START INPUT
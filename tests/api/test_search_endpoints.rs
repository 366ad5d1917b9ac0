// Copyright (c) 2025 Fabstir
// SPDX-License-Identifier: BUSL-1.1

//! Tests for `/api/search` and `/api/search/:site`
//!
//! These tests verify that:
//! - A missing query is rejected before any adapter runs
//! - One failing adapter leaves the others intact
//! - `sites`, `limit` and `page` are parsed and clamped
//! - Unknown single-site ids are rejected with the valid list

use axum::http::StatusCode;
use printhunt::search::SourceId;
use std::sync::Arc;

use super::support::{body_json, CountingFetcher, StubAdapter, TestApp};

#[tokio::test]
async fn test_search_without_query_is_rejected() {
    let app = TestApp::healthy(3);

    for uri in ["/api/search", "/api/search?q=", "/api/search?q=%20%20"] {
        let response = app.get(uri).await;
        assert_eq!(response.status(), StatusCode::BAD_REQUEST, "{}", uri);

        let json = body_json(response).await;
        assert_eq!(json["error"], "missing_parameter");
        assert!(json["message"].as_str().unwrap().contains("'q'"));
    }

    assert_eq!(app.total_adapter_calls(), 0);
}

#[tokio::test]
async fn test_search_all_sites_by_default() {
    let app = TestApp::healthy(3);

    let response = app.get("/api/search?q=benchy").await;
    assert_eq!(response.status(), StatusCode::OK);

    let json = body_json(response).await;
    assert_eq!(json["page"], 1);
    assert_eq!(json["limit"], 10);

    let results = json["results"].as_object().unwrap();
    assert_eq!(results.len(), 6);
    for id in SourceId::ALL {
        let records = results[id.as_str()].as_array().unwrap();
        assert_eq!(records.len(), 3);
        assert!(records.iter().all(|r| r["source"] == id.as_str()));
    }
}

#[tokio::test]
async fn test_failing_adapter_yields_empty_list() {
    let adapters = SourceId::ALL
        .iter()
        .map(|id| {
            if *id == SourceId::Cults3d {
                Arc::new(StubAdapter::failing(*id))
            } else {
                Arc::new(StubAdapter::new(*id, 2))
            }
        })
        .collect();
    let app = TestApp::new(adapters, CountingFetcher::ok(None));

    let response = app.get("/api/search?q=vase").await;
    assert_eq!(response.status(), StatusCode::OK);

    let json = body_json(response).await;
    let results = json["results"].as_object().unwrap();
    assert_eq!(results.len(), 6);
    assert!(results["cults3d"].as_array().unwrap().is_empty());
    let non_empty = results
        .values()
        .filter(|r| !r.as_array().unwrap().is_empty())
        .count();
    assert_eq!(non_empty, 5);
}

#[tokio::test]
async fn test_sites_filter_drops_unknown_ids() {
    let app = TestApp::healthy(1);

    let json = body_json(app.get("/api/search?q=gear&sites=thangs,bogus,printables").await).await;
    let keys: Vec<&String> = json["results"].as_object().unwrap().keys().collect();
    assert_eq!(keys, vec!["printables", "thangs"]);

    assert_eq!(app.adapter(SourceId::Thingiverse).calls(), 0);
    assert_eq!(app.adapter(SourceId::Thangs).calls(), 1);
}

#[tokio::test]
async fn test_limit_and_page_are_clamped() {
    let app = TestApp::healthy(30);

    let json = body_json(app.get("/api/search?q=x&sites=printables&limit=999&page=-5").await).await;
    assert_eq!(json["limit"], 20);
    assert_eq!(json["page"], 1);
    assert_eq!(json["results"]["printables"].as_array().unwrap().len(), 20);

    let json = body_json(app.get("/api/search?q=x&sites=printables&limit=abc").await).await;
    assert_eq!(json["limit"], 10);

    let json = body_json(app.get("/api/search?q=x&sites=printables&limit=0&page=3").await).await;
    assert_eq!(json["limit"], 10);
    assert_eq!(json["page"], 3);
    let last_page = *app.adapter(SourceId::Printables).last_page.lock().unwrap();
    assert_eq!(last_page, Some(3));
}

#[tokio::test]
async fn test_huge_page_is_accepted() {
    let app = TestApp::healthy(5);

    let response = app
        .get("/api/search?q=x&sites=printables&page=9223372036854775807")
        .await;
    assert_eq!(response.status(), StatusCode::OK);

    let json = body_json(response).await;
    assert_eq!(json["page"], 9223372036854775807u64);
    let last_page = *app.adapter(SourceId::Printables).last_page.lock().unwrap();
    assert_eq!(last_page, Some(9223372036854775807));
}

#[tokio::test]
async fn test_single_site_search() {
    let app = TestApp::healthy(4);

    let response = app.get("/api/search/thangs?q=dice&limit=2&page=2").await;
    assert_eq!(response.status(), StatusCode::OK);

    let json = body_json(response).await;
    assert_eq!(json["site"], "thangs");
    assert_eq!(json["page"], 2);
    assert_eq!(json["results"].as_array().unwrap().len(), 2);
    assert_eq!(app.total_adapter_calls(), 1);
}

#[tokio::test]
async fn test_single_site_unknown_is_rejected() {
    let app = TestApp::healthy(1);

    let response = app.get("/api/search/shapeways?q=dice").await;
    assert_eq!(response.status(), StatusCode::BAD_REQUEST);

    let json = body_json(response).await;
    assert_eq!(json["error"], "unknown_site");
    let valid = json["details"]["valid_sites"].as_array().unwrap();
    assert_eq!(valid.len(), 6);
    assert!(valid.contains(&serde_json::json!("myminifactory")));
    assert_eq!(app.total_adapter_calls(), 0);
}

#[tokio::test]
async fn test_single_site_without_query_is_rejected() {
    let app = TestApp::healthy(1);

    let response = app.get("/api/search/printables").await;
    assert_eq!(response.status(), StatusCode::BAD_REQUEST);
    assert_eq!(app.total_adapter_calls(), 0);
}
END INPUT
WORK TASK: State how many lines contain the word "dice" across the listing, and give no other text.

SOLUTION: 2